Starke erste Hälfte reichte nicht zum Sieg

mannschaft.jpgGästetrainer Stefan Stuhler hatte nach dem Spiel gut lachen. Um ein Haar wäre seine Mannschaft bereits in der ersten Hälfte in Kirchanschöring untergegangen und hatte sich nur mit Glück und Latte mit knappem Rückstand in die zweite Hälfte retten können, in der seinem Team kurz vor Schluss schließlich doch noch der Ausgleich gelang. "Wir haben heute das Optimum an Punkten auswärts eingefahren", freute er sich. Spielentscheidend waren, so sahen es beide Trainer, die vier vergebenen SVK Großchancen aus der ersten Hälfte gewesen. "Das zweitschwerste im Fußball ist es, Tormöglichkeiten zu erarbeiten. Das schwerste ist es, Tormöglichkeiten zu verwerten. Und genau das ist uns leider nur einmal gelungen", resümierte Günter Heberle mit einem Schmunzeln und betonte: "Wir haben in der ersten Hälfte wirklich sehr stark gespielt und es war schwer, das Tempo in der zweiten Halbzeit aufrecht zu erhalten.

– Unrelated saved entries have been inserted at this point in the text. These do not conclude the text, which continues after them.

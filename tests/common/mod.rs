//! Common test utilities: scripted executor and counting hierarchy resolver

#![allow(dead_code)]

use async_trait::async_trait;
use dimsplit_core::config::{DecompositionConfig, RetryPolicy};
use dimsplit_core::query::{
    HierarchyNode, HierarchyResolver, Progress, ProgressListener, Query, ResolverError, Row,
    StaticHierarchy, TransportError,
};
use parking_lot::Mutex;
use std::collections::{BTreeSet, HashSet, VecDeque};
use std::sync::atomic::{AtomicUsize, Ordering};
use std::sync::Arc;
use std::time::Duration;
use tokio_util::sync::CancellationToken;

/// One row per (item, unit, period) combination, as a DHIS2 analytics
/// response would carry for a fully populated query.
pub fn rows_for(query: &Query) -> Vec<Row> {
    let ids = |spec: &dimsplit_core::DimensionSpec| {
        spec.ids().map(<[String]>::to_vec).unwrap_or_default()
    };
    let mut rows = Vec::new();
    for item in ids(query.items()) {
        for unit in ids(query.units()) {
            for period in ids(query.periods()) {
                rows.push(vec![item.clone(), unit.clone(), period.clone(), "1".to_string()]);
            }
        }
    }
    rows
}

/// Query executor with scripted failures.
///
/// Responses are taken from `script` first; once it is empty every call
/// succeeds unless one of the failure rules matches.
#[derive(Default)]
pub struct MockExecutor {
    script: Mutex<VecDeque<TransportError>>,
    /// Queries containing any of these units always fail with `unit_error`
    failing_units: HashSet<String>,
    unit_error: Option<TransportError>,
    /// From this call index on, queries with more units than the cap fail
    overload: Option<(usize, usize)>,
    delay: Option<Duration>,
    pub calls: AtomicUsize,
    in_flight: AtomicUsize,
    pub max_in_flight: AtomicUsize,
    pub seen: Mutex<Vec<Query>>,
}

impl MockExecutor {
    pub fn new() -> Self {
        Self::default()
    }

    pub fn with_script(self, errors: impl IntoIterator<Item = TransportError>) -> Self {
        *self.script.lock() = errors.into_iter().collect();
        self
    }

    pub fn failing_unit(mut self, unit: &str, error: TransportError) -> Self {
        self.failing_units.insert(unit.to_string());
        self.unit_error = Some(error);
        self
    }

    pub fn overloaded_after(mut self, call: usize, max_units: usize) -> Self {
        self.overload = Some((call, max_units));
        self
    }

    pub fn with_delay(mut self, delay: Duration) -> Self {
        self.delay = Some(delay);
        self
    }

    pub fn call_count(&self) -> usize {
        self.calls.load(Ordering::SeqCst)
    }

    fn respond(&self, call: usize, query: &Query) -> Result<Vec<Row>, TransportError> {
        if let Some(error) = self.script.lock().pop_front() {
            return Err(error);
        }

        let units = query.units().ids().unwrap_or_default();
        if let Some(error) = &self.unit_error {
            if units.iter().any(|u| self.failing_units.contains(u)) {
                return Err(error.clone());
            }
        }
        if let Some((from_call, max_units)) = self.overload {
            if call >= from_call && units.len() > max_units {
                return Err(TransportError::status(504, "Gateway Timeout"));
            }
        }
        Ok(rows_for(query))
    }
}

#[async_trait]
impl dimsplit_core::QueryExecutor for MockExecutor {
    async fn execute(&self, query: &Query) -> Result<Vec<Row>, TransportError> {
        let call = self.calls.fetch_add(1, Ordering::SeqCst);
        let current = self.in_flight.fetch_add(1, Ordering::SeqCst) + 1;
        self.max_in_flight.fetch_max(current, Ordering::SeqCst);
        self.seen.lock().push(query.clone());

        if let Some(delay) = self.delay {
            tokio::time::sleep(delay).await;
        }
        let response = self.respond(call, query);

        self.in_flight.fetch_sub(1, Ordering::SeqCst);
        response
    }
}

/// Hierarchy resolver that counts lookups.
pub struct CountingResolver {
    inner: StaticHierarchy,
    pub calls: AtomicUsize,
}

impl CountingResolver {
    pub fn new(inner: StaticHierarchy) -> Self {
        Self {
            inner,
            calls: AtomicUsize::new(0),
        }
    }

    pub fn call_count(&self) -> usize {
        self.calls.load(Ordering::SeqCst)
    }
}

#[async_trait]
impl HierarchyResolver for CountingResolver {
    async fn descendants(
        &self,
        node: &str,
        levels: Option<&BTreeSet<u32>>,
    ) -> Result<Vec<String>, ResolverError> {
        self.calls.fetch_add(1, Ordering::SeqCst);
        self.inner.descendants(node, levels).await
    }
}

/// `country` with `units` facilities at level 2, named `u0000`, `u0001`, ...
pub fn flat_hierarchy(units: usize) -> StaticHierarchy {
    let mut nodes = vec![HierarchyNode {
        id: "country".to_string(),
        parent: None,
        level: 1,
    }];
    nodes.extend((0..units).map(|u| HierarchyNode {
        id: unit_id(u),
        parent: Some("country".to_string()),
        level: 2,
    }));
    StaticHierarchy::new(nodes)
}

pub fn unit_id(index: usize) -> String {
    format!("u{:04}", index)
}

pub fn ids(prefix: &str, count: usize) -> Vec<String> {
    (0..count).map(|i| format!("{}{:02}", prefix, i)).collect()
}

/// Explicit query of the given shape.
pub fn explicit_query(items: usize, units: usize, periods: usize) -> Query {
    Query::builder()
        .items(ids("item", items))
        .units((0..units).map(unit_id))
        .periods(ids("2024", periods))
        .build()
}

/// Default config with millisecond backoff.
pub fn fast_config() -> DecompositionConfig {
    DecompositionConfig {
        retry: RetryPolicy {
            max_attempts: 3,
            base_delay_ms: 1,
            multiplier: 2.0,
            max_delay_ms: 10,
        },
        ..Default::default()
    }
}

/// Cancels the token once `after` sub-queries have completed.
pub struct CancelAfter {
    pub token: CancellationToken,
    pub after: usize,
    pub seen: Mutex<Vec<Progress>>,
}

impl CancelAfter {
    pub fn new(token: CancellationToken, after: usize) -> Arc<Self> {
        Arc::new(Self {
            token,
            after,
            seen: Mutex::new(Vec::new()),
        })
    }
}

impl ProgressListener for CancelAfter {
    fn on_progress(&self, progress: Progress) {
        self.seen.lock().push(progress);
        if progress.completed >= self.after {
            self.token.cancel();
        }
    }
}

Es muss sehr hart für die Moral meiner Truppe sein, so ein starkes Spiel hinzulegen und wieder nur einen Punkt zu gewinnen."
 
Vor allem in der ersten Hälfte zeigte der SVK wieder mitreißenden Fußball. Gleich in der vierten Minute brach "Sisi" Singhammer auf der linken Seite durch, seine Flanke landete bei Sebastian Leitmeier, der die Kugel gegen die Latte knallte. Zwei Minuten dieselbe Szene, wieder war Singhammer auf und davon, wieder kam er zum Flanken, diesmal auf den Kopf von Tom Dengel, diesmal war Towart Kresta zur Stelle. Auf der Gegenseite traf der enorm schnelle Ivan Lipotic das Außennetz, es blieb die einzige Gästechance der ersten Hälfte. Der hochverdiente SVK Führungstreffer fiel in der 24. Minute, als Schmidhuber Leitmeier in Szene setzte, der nur noch den Keeper vor sich hatte, quer auf Tom Dengel passte, der sicher zum 1:0 einschob. "Das hat der Leiti sehr gut gemacht, aus einer 95 prozentigen Chance für sich hat er eine 100 prozentige für den Tom gemach", freute sich Heberle. Kurz vor der Pause hätte der SVK, besonders in Anbetracht der trockenen Hitze, den Sack zumachen müssen: Erst knallte Leitmeier in der 41. Minute den Ball ein zweites Mal an die Latte. In der 44. Minute verwertete Tom Dengel eine weitere Singhammer Hereingabe klasse, aber Markus Kresta parierte ebenso gut. Starnbergs Trainer Stuhler hatte nach der 1:6 Heimpleite letzter Woche eine deutliche Reaktion gefordert. Diese kam, zumindest im Ansatz, nach dem Seitenwechsel, als beim SVK die Kräfte nachließen. Doch z unächst prüfte gleich in der 46. Minute Dengel abermals Kresta, der zu weit vor dem Kasten stand. In der Folgezeit aber machte Starnberg das Spiel: In der 50. Minute schickte Christian Steeb Alexander Fischer steil, der knapp am Tor vorbei zielte. Später folgten Tormöglichkeiten durch Markus Erlacher und Timo Pröbstl, die harmlos oder leicht zu klären waren. Die Konzentration in der Defensive, vor allem durch den stets aufmerksamen Tom Mooser, war hoch, aber der SVK wurde mehr und mehr in die eigene Hälfte gedrängt. Der letzte nennenswerte Entlastungsangriff datierte aus der 80. Minute, als A-Jugend Debütant Marinus Hillebrand auf Leitmeier spielte, die Starnberger aber in letzter Sekunde zur Ecke klären konnten. In der Schlussphase hielt zunächst Dennis Kracker den SVK Sieg in seinen sicheren Händen. Erst zwang ihn Kammerlander zur Glanzparade (82.), dann prüfte ihn Markus Erlacher (84.) In der 86. Minute aber war er machtlos, als die Starnberger sich ein einziges Mal über außen durchsetzen konnten und Joker Matthias Fink eine Hereingabe direkt zum Ausgleich verwandelte. 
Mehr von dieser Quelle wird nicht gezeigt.